1. The problem statement, all variables and given/known data
Hello. I was wondering if you guys could help me tell me why i am getting this problem wrong.

Two airplanes taxi as they approach the terminal. Plane 1 taxies with a speed of 12.1 m/s due north. Plane 2 taxies with a speed of 6.3 m/s in a direction 21.2° north of west.
(a) What are the direction and magnitude of the velocity of plane 1 relative to plane 2?
Direction _______° north of east
Magnitude ________m/s

(b) What are the direction and magnitude of the velocity of plane 2 relative to plane 1?
Direction ______° south of west
Magnitude ________ m/s

2. Relevant equations

3. The attempt at a solution

I First drew out a parallelogram with the magnitude and direction of plane 1 then drew plane 2's tail to the head of plane 1 to visualize the problem. Next i used components of a vector to solve for the magnitude and direction.

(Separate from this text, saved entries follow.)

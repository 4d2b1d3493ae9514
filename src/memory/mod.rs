//! Periodic process-memory sampling with a circuit breaker.
//!
//! The monitor runs on its own low-frequency tick, independent of any task.
//! Each sample updates the shared [`MemoryGauge`]; when the breaker trips,
//! every registered [`BreakerTarget`] is asked to force-cancel its active task.

pub mod breaker;

pub use breaker::{BreakerEvent, CircuitBreaker, MemoryStatus};

use std::sync::{Arc, Mutex, MutexGuard, PoisonError, Weak};
use std::time::Duration;
use sysinfo::{Pid, ProcessesToUpdate, System};
use tokio::task::JoinHandle;

use crate::config::MemoryConfig;
use crate::core::CancelReason;

/// Source of resident memory readings.
pub trait MemorySampler: Send + 'static {
    fn resident_bytes(&mut self) -> Option<u64>;
}

/// Reads this process's resident memory through `sysinfo`.
pub struct SysinfoSampler {
    system: System,
    pid: Option<Pid>,
}

impl SysinfoSampler {
    pub fn new() -> Self {
        let pid = match sysinfo::get_current_pid() {
            Ok(pid) => Some(pid),
            Err(e) => {
                tracing::warn!("Memory sampling unavailable: {}", e);
                None
            }
        };
        Self {
            system: System::new(),
            pid,
        }
    }
}

impl Default for SysinfoSampler {
    fn default() -> Self {
        Self::new()
    }
}

impl MemorySampler for SysinfoSampler {
    fn resident_bytes(&mut self) -> Option<u64> {
        let pid = self.pid?;
        self.system
            .refresh_processes(ProcessesToUpdate::Some(&[pid]), true);
        self.system.process(pid).map(|process| process.memory())
    }
}

/// Latest memory status, shared with coordinators and batch delivery.
#[derive(Debug, Default)]
pub struct MemoryGauge {
    status: Mutex<MemoryStatus>,
}

impl MemoryGauge {
    pub fn new() -> Self {
        Self::default()
    }

    fn lock(&self) -> MutexGuard<'_, MemoryStatus> {
        self.status.lock().unwrap_or_else(PoisonError::into_inner)
    }

    pub fn status(&self) -> MemoryStatus {
        *self.lock()
    }

    pub fn update(&self, status: MemoryStatus) {
        *self.lock() = status;
    }

    pub fn is_open(&self) -> bool {
        self.lock().breaker_open
    }

    pub fn is_high(&self) -> bool {
        self.lock().high
    }
}

/// Something that can be told to drop its active work.
pub trait BreakerTarget: Send + Sync + 'static {
    fn force_cancel(&self, reason: CancelReason);
}

pub struct MemoryMonitor {
    interval: Duration,
    breaker: Mutex<CircuitBreaker>,
    sampler: Mutex<Box<dyn MemorySampler>>,
    gauge: Arc<MemoryGauge>,
    targets: Mutex<Vec<Weak<dyn BreakerTarget>>>,
}

impl MemoryMonitor {
    pub fn new(config: &MemoryConfig, gauge: Arc<MemoryGauge>) -> Self {
        Self::with_sampler(config, gauge, Box::new(SysinfoSampler::new()))
    }

    pub fn with_sampler(
        config: &MemoryConfig,
        gauge: Arc<MemoryGauge>,
        sampler: Box<dyn MemorySampler>,
    ) -> Self {
        Self {
            interval: Duration::from_secs(config.sample_interval_secs.max(1)),
            breaker: Mutex::new(CircuitBreaker::new(config)),
            sampler: Mutex::new(sampler),
            gauge,
            targets: Mutex::new(Vec::new()),
        }
    }

    pub fn gauge(&self) -> &Arc<MemoryGauge> {
        &self.gauge
    }

    /// Registers a target without keeping it alive.
    pub fn register<T: BreakerTarget>(&self, target: &Arc<T>) {
        let weak: Weak<T> = Arc::downgrade(target);
        let weak: Weak<dyn BreakerTarget> = weak;
        self.targets
            .lock()
            .unwrap_or_else(PoisonError::into_inner)
            .push(weak);
    }

    /// Takes one sample and applies the breaker policy.
    pub fn sample_once(&self) -> Option<MemoryStatus> {
        let bytes = self
            .sampler
            .lock()
            .unwrap_or_else(PoisonError::into_inner)
            .resident_bytes()?;
        let used_mb = bytes / (1024 * 1024);

        let (status, event) = self
            .breaker
            .lock()
            .unwrap_or_else(PoisonError::into_inner)
            .observe(used_mb);
        self.gauge.update(status);
        tracing::trace!(
            used_mb = status.used_mb,
            percent = status.percent,
            strikes = status.strikes,
            "memory sample"
        );

        match event {
            BreakerEvent::Tripped => {
                tracing::warn!(
                    used_mb = status.used_mb,
                    limit_mb = status.limit_mb,
                    "Memory circuit breaker opened; force-cancelling active tasks"
                );
                self.trip(CancelReason::ResourceExhausted {
                    used_mb: status.used_mb,
                    limit_mb: status.limit_mb,
                });
            }
            BreakerEvent::Reset => {
                tracing::info!(
                    used_mb = status.used_mb,
                    "Memory circuit breaker closed; accepting work again"
                );
            }
            BreakerEvent::None => {
                if status.high {
                    tracing::debug!("Memory usage high: {:.1}% of limit", status.percent);
                }
            }
        }
        Some(status)
    }

    fn trip(&self, reason: CancelReason) {
        let targets: Vec<Arc<dyn BreakerTarget>> = {
            let mut targets = self.targets.lock().unwrap_or_else(PoisonError::into_inner);
            targets.retain(|t| t.strong_count() > 0);
            targets.iter().filter_map(Weak::upgrade).collect()
        };
        for target in targets {
            target.force_cancel(reason.clone());
        }
    }

    /// Starts sampling on the tokio runtime every configured interval.
    pub fn spawn(self: Arc<Self>) -> MonitorHandle {
        let interval = self.interval;
        let handle = tokio::spawn(async move {
            tracing::info!("Memory monitor started, sampling every {:?}", interval);
            let mut ticker = tokio::time::interval(interval);
            ticker.set_missed_tick_behavior(tokio::time::MissedTickBehavior::Delay);
            loop {
                ticker.tick().await;
                let monitor = self.clone();
                // sysinfo refreshes read /proc and may block briefly.
                if let Err(e) = tokio::task::spawn_blocking(move || monitor.sample_once()).await {
                    tracing::warn!("Memory sample panicked: {}", e);
                }
            }
        });
        MonitorHandle { handle }
    }
}

pub struct MonitorHandle {
    handle: JoinHandle<()>,
}

impl MonitorHandle {
    pub fn stop(self) {
        self.handle.abort();
        tracing::info!("Memory monitor stopped");
    }
}

#[cfg(test)]
mod tests {
    use super::*;
    use serial_test::serial;
    use std::collections::VecDeque;

    struct ScriptedSampler(VecDeque<u64>);

    impl MemorySampler for ScriptedSampler {
        fn resident_bytes(&mut self) -> Option<u64> {
            self.0.pop_front().map(|mb| mb * 1024 * 1024)
        }
    }

    #[derive(Default)]
    struct RecordingTarget(Mutex<Vec<CancelReason>>);

    impl BreakerTarget for RecordingTarget {
        fn force_cancel(&self, reason: CancelReason) {
            self.0.lock().unwrap().push(reason);
        }
    }

    fn monitor(samples: &[u64]) -> MemoryMonitor {
        let config = MemoryConfig {
            limit_mb: 1000,
            ..MemoryConfig::default()
        };
        MemoryMonitor::with_sampler(
            &config,
            Arc::new(MemoryGauge::new()),
            Box::new(ScriptedSampler(samples.iter().copied().collect())),
        )
    }

    #[test]
    fn test_trip_force_cancels_registered_targets_once() {
        let monitor = monitor(&[950, 950, 950, 950, 600]);
        let target = Arc::new(RecordingTarget::default());
        monitor.register(&target);

        for _ in 0..4 {
            monitor.sample_once().unwrap();
        }
        assert!(monitor.gauge().is_open());
        assert_eq!(
            *target.0.lock().unwrap(),
            vec![CancelReason::ResourceExhausted {
                used_mb: 950,
                limit_mb: 1000
            }]
        );

        let status = monitor.sample_once().unwrap();
        assert!(!status.breaker_open);
        assert!(!monitor.gauge().is_open());
        assert!(monitor.sample_once().is_none());
    }

    #[test]
    fn test_dropped_targets_are_skipped() {
        let monitor = monitor(&[950, 950, 950]);
        let target = Arc::new(RecordingTarget::default());
        monitor.register(&target);
        drop(target);

        for _ in 0..3 {
            monitor.sample_once();
        }
        assert!(monitor.gauge().is_open());
        assert!(monitor.targets.lock().unwrap().is_empty());
    }

    #[test]
    #[serial]
    fn test_sysinfo_sampler_reads_this_process() {
        let mut sampler = SysinfoSampler::new();
        let bytes = sampler.resident_bytes().unwrap();
        assert!(bytes > 0);
    }

    #[tokio::test]
    async fn test_spawned_monitor_updates_gauge() {
        let config = MemoryConfig {
            limit_mb: 1000,
            sample_interval_secs: 1,
            ..MemoryConfig::default()
        };
        let gauge = Arc::new(MemoryGauge::new());
        let monitor = Arc::new(MemoryMonitor::with_sampler(
            &config,
            gauge.clone(),
            Box::new(ScriptedSampler(VecDeque::from(vec![850]))),
        ));

        let handle = monitor.spawn();
        // The first tick fires immediately.
        tokio::time::sleep(Duration::from_millis(300)).await;
        handle.stop();

        let status = gauge.status();
        assert_eq!(status.used_mb, 850);
        assert!(status.high);
        assert!(!status.critical);
    }
}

plane 1 -> x = 12.1 cos 90 =0
plane 2 -> x = 6.3 cos 21.2 = 5.874

plane 1 -> y = 12.1 sin 90 = 12.1
plane 2 -> y = 6.3 sin 21.2 = 2.278

I added the vectors (5.874 m/s) x + (14.38 m/s) y

To find the magnitude of the resultant i got sq root (5.874 m/s)^2 + (14.38 m/s)^2 = 15.53

theta = inverse tan (14.378/5.8736) = 67.78 degrees

b) I was confused on this one. I thought that from plane 2 the angle would be 67.78 + 180 = 247.8 degrees with the same magnitude of 15.53?

I would greatly appreciate if someone could help me out and let me know what i did wrong. Thanks so much! :)
1. The problem statement, all variables and given/known data

2. Relevant equations

3. The attempt at a solution

2. May 12, 2010

### tiny-tim

Hi P944!
No, that will add the velocities.

For a relative velocity, you always need to subtract.

If g is "ground", then you want V12, which = V1g + Vg2 = V1g - V2g

(if you draw arrows, this should be obvious)